Rabbi Eli Cohen, executive director of the Crown Heights Jewish Community Council and a member of the messianic camp, argued that most Chabadniks are not as concerned as the leadership about the widening power struggle. Cohen said that, from his perspective, most shluchim have simpler things in mind than the movement’s official stance on redemption.
“They are just followers of the rebbe, and they want to do what they understand what the rebbe’s mission is, which is to bring kindness and bring moshiach,” he said. “That’s the rebbe’s agenda from day one.”
Cohen says that even the concept of the Messiah — something Schneerson wrote about extensively but quite cryptically — can have a number of interpretations.
“I think people mostly understand that bringing moshiach was about making the world a better place,” he said. “That’s the underlying message that everyone would agree to.”
But one expert says that the power struggle hides a broader truth: that the majority of the movement really does believe that the rebbe is the Messiah.

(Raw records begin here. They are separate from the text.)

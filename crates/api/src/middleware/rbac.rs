//! Role-gating extractors.
//!
//! Each extractor wraps [`AuthUser`] and rejects requests whose role does
//! not meet the minimum requirement, delegating the comparison to the
//! authorization policy so no role logic lives in the HTTP layer.

use atelier_core::policy;
use atelier_core::roles::Role;
use axum::extract::FromRequestParts;
use axum::http::request::Parts;

use super::auth::AuthUser;
use crate::error::AppError;
use crate::state::AppState;

/// Requires admin-or-higher. Rejects with 403 Forbidden otherwise.
///
/// ```ignore
/// async fn admin_only(RequireAdmin(user): RequireAdmin) -> AppResult<Json<()>> {
///     // user is guaranteed to be admin or super_admin here
///     Ok(Json(()))
/// }
/// ```
pub struct RequireAdmin(pub AuthUser);

impl FromRequestParts<AppState> for RequireAdmin {
    type Rejection = AppError;

    async fn from_request_parts(
        parts: &mut Parts,
        state: &AppState,
    ) -> Result<Self, Self::Rejection> {
        let user = AuthUser::from_request_parts(parts, state).await?;
        policy::require_admin(&user.principal())?;
        Ok(RequireAdmin(user))
    }
}

/// Requires developer-or-higher. Rejects with 403 Forbidden otherwise.
pub struct RequireDeveloper(pub AuthUser);

impl FromRequestParts<AppState> for RequireDeveloper {
    type Rejection = AppError;

    async fn from_request_parts(
        parts: &mut Parts,
        state: &AppState,
    ) -> Result<Self, Self::Rejection> {
        let user = AuthUser::from_request_parts(parts, state).await?;
        policy::require_role(&user.principal(), Role::Developer)?;
        Ok(RequireDeveloper(user))
    }
}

“The messianism is at the heart of what they do, and the only differences is between when and where they talk about it, and that hasn’t changed as far as I can tell,” said Samuel Heilman, a professor of sociology at Queens College and the co-author of the 2010 book “The Rebbe: The Life and Afterlife of Menachem Mendel Schneerson.” “If they don’t have that, what’s the purpose of their tenets, of their gathering? What can they get people excited about?”
Even the group’s talk of a “mission” is loaded, Heilman says: The mission is to “bring the Messiah.”
“They’re all on the same team, really,” Heilman said.
The Next Mission
It is unclear who the torchbearers of Schneerson’s messianic crown will be in the coming years. There are some international Chabad outposts — such as the ones in India — that are known for having conviction that Schneerson will return, Heilman said.
On the whole, however, the movement’s emissaries are known for being a moderate group. They live in secular communities like college campuses and are tasked with making religious observance accessible to a wide swath of Jews. The number of emissaries grows each year — and none of them grew up with a living, breathing rebbe to fuel any messianic enthusiasm they might carry. That leaves the future of redemption in doubt.
“When the rebbe was alive, Crown Heights was the center of the world,” Heilman said. “But now that he’s dead… the center is in the ether, it’s with the people who are carrying out the mission.”